WHITE, Thomas III (by 1517-90), of Fittleford in Sturminster Newton, Dorset.

Published in The History of Parliament: the House of Commons 1509-1558, ed. S.T. Bindoff, 1982
Available from Boydell and Brewer

Constituency

Dates

Mar. 1553

Family and Education

b. by 1517, 1st s. of Thomas White of Poole. m. by 1560, Anne, da. of John Williams of Winterbourne Herringston, 2s. 2da. suc. fa. 28 Dec. 1556.2

Offices Held

Bailiff, Poole 1545-6, mayor 1551-2; subsidy collector, hundred of Puddletown 1557.3

Biography

In 1553 there were two Thomas Whites in Poole either of whom could have been returned to Parliament.

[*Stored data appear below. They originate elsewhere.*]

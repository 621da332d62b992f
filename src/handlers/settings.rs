use crate::models::*;
use crate::services::SettingsService;
use actix_web::{HttpResponse, ResponseError, Result, web};
use serde_json::json;

#[utoipa::path(
    get,
    path = "/settings",
    tag = "settings",
    responses(
        (status = 200, description = "Public property settings", body = SettingsResponse)
    )
)]
pub async fn get_settings(settings_service: web::Data<SettingsService>) -> Result<HttpResponse> {
    match settings_service.get_settings().await {
        Ok(settings) => Ok(HttpResponse::Ok().json(json!({
            "success": true,
            "data": settings
        }))),
        Err(e) => Ok(e.error_response()),
    }
}

#[utoipa::path(
    get,
    path = "/stay-reasons",
    tag = "settings",
    responses(
        (status = 200, description = "Reasons a guest can pick on the booking form", body = [StayReason])
    )
)]
pub async fn list_stay_reasons() -> Result<HttpResponse> {
    Ok(HttpResponse::Ok().json(json!({
        "success": true,
        "data": STAY_REASONS
    })))
}

#[utoipa::path(
    put,
    path = "/admin/settings",
    tag = "admin",
    request_body = UpdateSettingsRequest,
    security(
        ("bearer_auth" = [])
    ),
    responses(
        (status = 200, description = "Settings saved", body = SettingsResponse),
        (status = 400, description = "Invalid value")
    )
)]
pub async fn update_settings(
    settings_service: web::Data<SettingsService>,
    request: web::Json<UpdateSettingsRequest>,
) -> Result<HttpResponse> {
    match settings_service.update_settings(request.into_inner()).await {
        Ok(settings) => Ok(HttpResponse::Ok().json(json!({
            "success": true,
            "data": settings
        }))),
        Err(e) => Ok(e.error_response()),
    }
}

pub fn settings_config(cfg: &mut web::ServiceConfig) {
    cfg.route("/settings", web::get().to(get_settings))
        .route("/stay-reasons", web::get().to(list_stay_reasons));
}

pub fn settings_admin_config(cfg: &mut web::ServiceConfig) {
    cfg.route("/settings", web::put().to(update_settings));
}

The senior of them, who derived his wealth from trade in cloth, lead and other goods, and was assessed for the subsidy of 1547 on lands worth £50, had served as mayor three times between 1531 and 1545. His son and partner in the business had been chosen mayor in 1551 at the age of 34.4

Thomas White senior was described by Thomas Hancock, the reforming minister of St. James’s, Poole, as ‘old Thomas White, a great rich merchant and ringleader of the papists’; he had opposed Hancock’s preaching on the eucharist with the words, ‘Come from him, good people. He came from the devil and teacheth unto you devilish doctrine’. White afterwards set up the high altar removed from the parish church in his own house so that Catholics could hear mass. So notorious a dissident is unlikely to have prevailed in an election dominated by the opposing forces. The letter sent on this occasion by the Privy Council to the sheriff of Dorset does not survive, but the county was strongly Protestant, the sheriff Sir John Rogers a supporter of the Duke of Northumberland and the butler of Poole (Sir) John Gates the duke’s henchman. Although less is known about the younger man’s religious outlook than about his father’s, it was presumably not so rigid as to offset his local standing. After the brief Parliament was over he and his fellow-Member William Newman were paid £4 3s.4d. between them for the balance of their charges.5

On his father’s death White inherited land in Dorset, Somerset, Hampshire and Wiltshire. He also had the use of two chambers, a counting house and cellar in the family house at Poole bequeathed for life to his stepmother Christian. He was sole executor of his father’s will and he had licence to enter his lands on 4 July 1557. Described in the pardon roll of 1559 as merchant of Poole, White had in fact attained gentle status and in the same year he received a grant of arms as White of Fittleford. Little is known of his later life; in 1563 he still had property in Poole, paying 2s.2d. rent for a house, gardens and tenements. He lived until 21 Dec. 1590, when his inheritance passed to his son Thomas, aged 30. By her will of 24 Apr. 1592 his widow Anne asked to be buried beside him in the aisle of the church at Sturminster Newton.6

Ref Volumes: 1509-1558

Author: M. K. Dale

Notes

  • 1. Poole rec. bk. 1, p. 85.
  • 2. Date of birth estimated from age at fa.’s i.p.m., C142/107/15. Hutchins, Dorset, iv. 341; PCC 23 Wrastley, 56 Scott.
  • 3. Poole rec. bk. 1, pp. 72, 82; APC, vi. 161.
  • 4. Poole rec. bk. 1, pp. 55, 63, 72, 82; E122/121/7, 8, 122/4, 7, 21, 123/2, 207/2, 6, 222/5; 179/104/174.
  • 5. Narr. Ref. (Cam. Soc. lxxvii), 77-82; H. P. Smith, Poole, ii. 58; Poole rec. bk. 1, p. 85.
  • 6. PCC 23 Wrastley, 16 Welles, 56 Scott; C. H. Mayo, Shastonian Recs. 81; CPR, 1555-7, p. 374; 1558-60, p. 182; CSP Dom. 1547-80, p. 131; Poole recs. envelope 11; C142/228/36; Hutchins, iv. 341.